If you are trying to curb your caffeine intake, you can still enjoy the experience of coffee by drinking a decaffeinated variety. Before you reach for your next cup of decaf, know that decaf coffee is not necessarily caffeine-free. Besides the inevitable coffee breath, drinking too much decaf coffee can be associated with minor health risks worth considering before overindulging.
Decaf Versus Regular
Decaffeination is a process that removes the majority of caffeine from coffee beans. Decaf coffee contains 2 to 5 milligrams of caffeine per cup, or eight ounces, which is significantly less than regular coffee, which has 60 to 150 milligrams of caffeine per cup. A 2006 University of Florida study published in ''Journal of Analytical Toxicology,'' revealed that the caffeine content of decaffeinated coffee ranges from 8 to 13 milligrams of caffeine per 16-ounce serving, indicating how multiple cups of decaf coffee could be a significant source of caffeine for those who are attempting to avoid the compound entirely.
The term decaffeinated is not the same as caffeine-free. Caffeine is a legal drug that stimulates the central nervous system, causing an increase in heart rate, blood pressure and a feeling of alertness. Due to the varying levels of caffeine in decaf coffee, it is possible to experience caffeine's side effects, including withdrawal, from drinking multiple cups of decaf coffee throughout the day.
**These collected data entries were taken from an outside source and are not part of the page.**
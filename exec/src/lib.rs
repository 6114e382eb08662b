//! Off-node execution of build edges.
//!
//! Given edges whose commands look like compiler invocations, this crate
//! decides whether to run them locally, against a Remote Execution API
//! cluster, or through a shared-build proxy; it owns the compile-command
//! parser, the per-edge action construction, the remote execution client,
//! and the worker pools the build driver's event loop multiplexes.

pub mod action;
pub mod config;
pub mod context;
pub mod parser;
pub mod process;
pub mod reclient;
pub mod share;
pub mod spawn;
pub mod subprocess;

mod errors;

pub use errors::Error;
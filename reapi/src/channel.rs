use tonic::transport::{Channel, Endpoint};
use url::Url;

/// Turn a `grpc://host:port` URL into a [Channel].
///
/// The remote endpoints nimbus talks to are declared with a `grpc://`
/// scheme, connecting over unencrypted HTTP/2 (h2c). By default the
/// connection is established lazily on first use; adding `wait-connect=1`
/// as a URL parameter connects eagerly and surfaces connection errors here.
pub async fn channel_from_url(url: &Url) -> Result<Channel, Error> {
    if url.scheme() != "grpc" {
        return Err(Error::UnsupportedScheme(url.scheme().to_string()));
    }
    if !url.path().is_empty() {
        return Err(Error::PathMayNotBeSet());
    }

    // Stringify the URL and swap the scheme for something tonic knows.
    let http_url_str = match url.to_string().strip_prefix("grpc://") {
        None => return Err(Error::UnsupportedScheme(url.scheme().to_string())),
        Some(rest) => format!("http://{}", rest),
    };

    let endpoint = Endpoint::try_from(http_url_str)?;
    if url_wants_wait_connect(url) {
        Ok(endpoint.connect().await?)
    } else {
        Ok(endpoint.connect_lazy())
    }
}

/// Turn a bare `host:port` address (the shared-build proxy convention) into
/// a lazily-connecting [Channel].
pub fn channel_from_addr(addr: &str) -> Result<Channel, Error> {
    let endpoint = Endpoint::try_from(format!("http://{}", addr))?;
    Ok(endpoint.connect_lazy())
}

fn url_wants_wait_connect(url: &Url) -> bool {
    url.query_pairs()
        .filter(|(k, v)| k == "wait-connect" && v == "1")
        .count()
        > 0
}

/// Errors occuring when trying to connect to a backend
#[derive(Debug, thiserror::Error)]
pub enum Error {
    #[error("unsupported URL scheme: {0}")]
    UnsupportedScheme(String),

    #[error("path may not be set")]
    PathMayNotBeSet(),

    #[error("transport error: {0}")]
    TransportError(#[from] tonic::transport::Error),
}

#[cfg(test)]
mod tests {
    use super::{channel_from_addr, channel_from_url};
    use test_case::test_case;
    use url::Url;

    /// Correct scheme to connect to localhost, with port 12345.
    #[test_case("grpc://[::1]:12345", true; "grpc valid IPv6 localhost port 12345")]
    /// Correct scheme to connect to localhost, without specifying a port.
    #[test_case("grpc://localhost", true; "grpc valid host without port")]
    /// Correct scheme, but with an additional path, which is invalid.
    #[test_case("grpc://localhost/some-path", false; "grpc invalid host and path")]
    /// Connecting with wait-connect set to 0 succeeds, as that's the default.
    #[test_case("grpc://localhost?wait-connect=0", true; "grpc valid host wait-connect=0")]
    /// Connecting with wait-connect set to 1 fails, as the host doesn't exist.
    #[test_case("grpc://nonexist.invalid?wait-connect=1", false; "grpc valid host wait-connect=1")]
    /// https is not how these endpoints are declared.
    #[test_case("https://localhost", false; "https scheme rejected")]
    #[tokio::test]
    async fn test_channel_from_url(uri_str: &str, is_ok: bool) {
        let url = Url::parse(uri_str).expect("must parse");
        assert_eq!(channel_from_url(&url).await.is_ok(), is_ok);
    }

    #[tokio::test]
    async fn test_channel_from_addr() {
        assert!(channel_from_addr("127.0.0.1:8012").is_ok());
    }
}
People with caffeine sensitivity can experience the effects of caffeine with as little as 10 milligrams of caffeine, or approximately two cups of decaf coffee.
Potential Health Risks
The potential health risks of coffee consumption are still being understood. A 2006 ''Critical Reviews in Food Science and Nutrition'' literature review noted that coffee consumption can increase cardiovascular disease risk factors including blood pressure, total cholesterol, low density lipoprotein and homocysteine levels. However, research has not clearly identified the extent to which these acute effects are associated with cardiovascular disease risk. Moderate coffee consumption, or three to four cups per day is not associated with an increased risk of heart disease and even has demonstrated health benefits.
Coffee Additives Add Up
A cup of coffee is only as good as what you put in it. Decaf coffee has all the flavor of regular coffee with very few calories, but when you add cream and sugar, the calories multiply. One individual container of liquid creamer has 20 calories and a single sugar packet has 11 calories, making it easy to see how multiple cups of decaf coffee can contribute extra liquid calories. Choose skim milk and drink your coffee without sugar, if possible.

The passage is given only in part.